WHAT THE TASK REQUIRES → Look through the lines below and extract any with the word "MenuCommand".

AVAILABLE DATA →

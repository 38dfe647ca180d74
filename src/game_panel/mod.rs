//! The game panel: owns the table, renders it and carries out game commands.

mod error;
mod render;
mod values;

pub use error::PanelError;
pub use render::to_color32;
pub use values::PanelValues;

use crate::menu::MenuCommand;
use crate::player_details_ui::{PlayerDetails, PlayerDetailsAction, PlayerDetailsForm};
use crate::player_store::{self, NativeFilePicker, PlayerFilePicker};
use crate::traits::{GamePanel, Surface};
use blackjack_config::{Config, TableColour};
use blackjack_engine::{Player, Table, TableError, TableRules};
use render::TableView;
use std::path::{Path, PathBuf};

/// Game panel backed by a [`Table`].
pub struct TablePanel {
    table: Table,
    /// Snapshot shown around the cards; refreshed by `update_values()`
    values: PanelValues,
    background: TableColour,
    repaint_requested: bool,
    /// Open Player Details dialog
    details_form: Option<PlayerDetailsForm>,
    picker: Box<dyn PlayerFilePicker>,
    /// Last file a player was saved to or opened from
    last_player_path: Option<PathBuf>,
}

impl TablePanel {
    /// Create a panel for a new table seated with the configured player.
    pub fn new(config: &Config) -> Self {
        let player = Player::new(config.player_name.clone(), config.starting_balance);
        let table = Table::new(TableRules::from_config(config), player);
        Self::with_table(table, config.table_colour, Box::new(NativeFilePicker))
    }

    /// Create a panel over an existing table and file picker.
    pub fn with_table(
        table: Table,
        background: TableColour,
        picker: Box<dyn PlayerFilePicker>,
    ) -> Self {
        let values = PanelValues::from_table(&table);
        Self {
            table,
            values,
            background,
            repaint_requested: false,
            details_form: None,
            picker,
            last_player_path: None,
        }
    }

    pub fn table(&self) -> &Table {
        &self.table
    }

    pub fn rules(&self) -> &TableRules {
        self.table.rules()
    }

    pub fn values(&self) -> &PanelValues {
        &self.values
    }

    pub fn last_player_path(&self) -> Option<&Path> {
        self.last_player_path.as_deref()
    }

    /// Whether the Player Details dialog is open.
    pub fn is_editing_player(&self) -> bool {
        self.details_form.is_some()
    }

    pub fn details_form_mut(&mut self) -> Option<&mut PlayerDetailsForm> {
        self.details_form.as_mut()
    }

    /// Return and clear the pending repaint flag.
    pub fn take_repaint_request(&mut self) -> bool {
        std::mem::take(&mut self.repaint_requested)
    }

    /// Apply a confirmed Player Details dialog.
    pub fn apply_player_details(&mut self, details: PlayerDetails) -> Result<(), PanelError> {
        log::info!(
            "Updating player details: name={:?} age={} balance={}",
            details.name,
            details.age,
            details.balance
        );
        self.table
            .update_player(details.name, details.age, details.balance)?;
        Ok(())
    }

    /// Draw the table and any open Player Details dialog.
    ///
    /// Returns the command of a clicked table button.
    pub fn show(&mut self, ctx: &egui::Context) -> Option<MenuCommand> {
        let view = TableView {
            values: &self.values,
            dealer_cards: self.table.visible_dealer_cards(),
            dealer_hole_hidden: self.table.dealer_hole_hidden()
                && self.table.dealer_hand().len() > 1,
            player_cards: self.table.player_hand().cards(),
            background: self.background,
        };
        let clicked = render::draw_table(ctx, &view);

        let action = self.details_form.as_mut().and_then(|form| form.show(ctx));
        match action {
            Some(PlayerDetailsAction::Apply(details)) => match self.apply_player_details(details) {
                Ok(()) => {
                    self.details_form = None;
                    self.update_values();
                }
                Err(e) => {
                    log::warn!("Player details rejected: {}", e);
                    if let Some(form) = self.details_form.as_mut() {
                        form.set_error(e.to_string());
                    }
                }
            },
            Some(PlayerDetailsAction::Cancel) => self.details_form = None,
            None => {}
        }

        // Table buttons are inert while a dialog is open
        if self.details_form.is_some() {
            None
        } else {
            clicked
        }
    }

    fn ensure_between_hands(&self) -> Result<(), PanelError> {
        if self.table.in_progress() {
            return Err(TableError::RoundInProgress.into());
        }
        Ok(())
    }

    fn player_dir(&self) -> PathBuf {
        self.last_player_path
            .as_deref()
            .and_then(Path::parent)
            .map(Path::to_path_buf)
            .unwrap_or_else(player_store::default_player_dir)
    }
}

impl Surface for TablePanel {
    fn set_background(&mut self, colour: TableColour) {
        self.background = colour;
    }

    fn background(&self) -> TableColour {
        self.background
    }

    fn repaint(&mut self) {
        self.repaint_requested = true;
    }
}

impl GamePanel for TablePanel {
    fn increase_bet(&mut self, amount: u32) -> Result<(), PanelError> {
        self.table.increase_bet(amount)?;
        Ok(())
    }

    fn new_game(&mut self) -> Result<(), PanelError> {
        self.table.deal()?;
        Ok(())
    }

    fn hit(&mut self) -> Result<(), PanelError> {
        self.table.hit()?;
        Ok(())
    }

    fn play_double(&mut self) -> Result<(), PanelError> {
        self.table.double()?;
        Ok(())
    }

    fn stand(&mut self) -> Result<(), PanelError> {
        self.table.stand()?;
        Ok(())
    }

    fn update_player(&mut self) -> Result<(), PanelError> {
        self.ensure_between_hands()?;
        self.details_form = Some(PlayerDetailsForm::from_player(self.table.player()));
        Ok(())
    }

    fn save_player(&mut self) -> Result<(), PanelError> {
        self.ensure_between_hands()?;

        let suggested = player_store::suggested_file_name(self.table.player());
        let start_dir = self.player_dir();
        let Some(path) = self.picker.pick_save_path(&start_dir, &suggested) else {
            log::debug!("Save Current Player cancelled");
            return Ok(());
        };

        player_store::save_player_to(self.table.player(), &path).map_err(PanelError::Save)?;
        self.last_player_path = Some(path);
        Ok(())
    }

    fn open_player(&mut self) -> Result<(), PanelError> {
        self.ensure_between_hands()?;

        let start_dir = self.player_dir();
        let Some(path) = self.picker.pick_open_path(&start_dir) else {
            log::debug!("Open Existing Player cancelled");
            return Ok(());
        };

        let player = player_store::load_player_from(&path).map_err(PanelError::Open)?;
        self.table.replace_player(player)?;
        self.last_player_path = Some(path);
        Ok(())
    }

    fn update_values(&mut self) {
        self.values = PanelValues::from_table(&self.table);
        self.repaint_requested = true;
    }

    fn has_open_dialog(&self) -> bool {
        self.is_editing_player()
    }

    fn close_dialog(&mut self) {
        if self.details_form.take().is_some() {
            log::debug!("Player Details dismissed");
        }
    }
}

TASK ANSWER →
use crate::menu::MenuCommand;
    pub fn show(&mut self, ctx: &egui::Context) -> Option<MenuCommand> {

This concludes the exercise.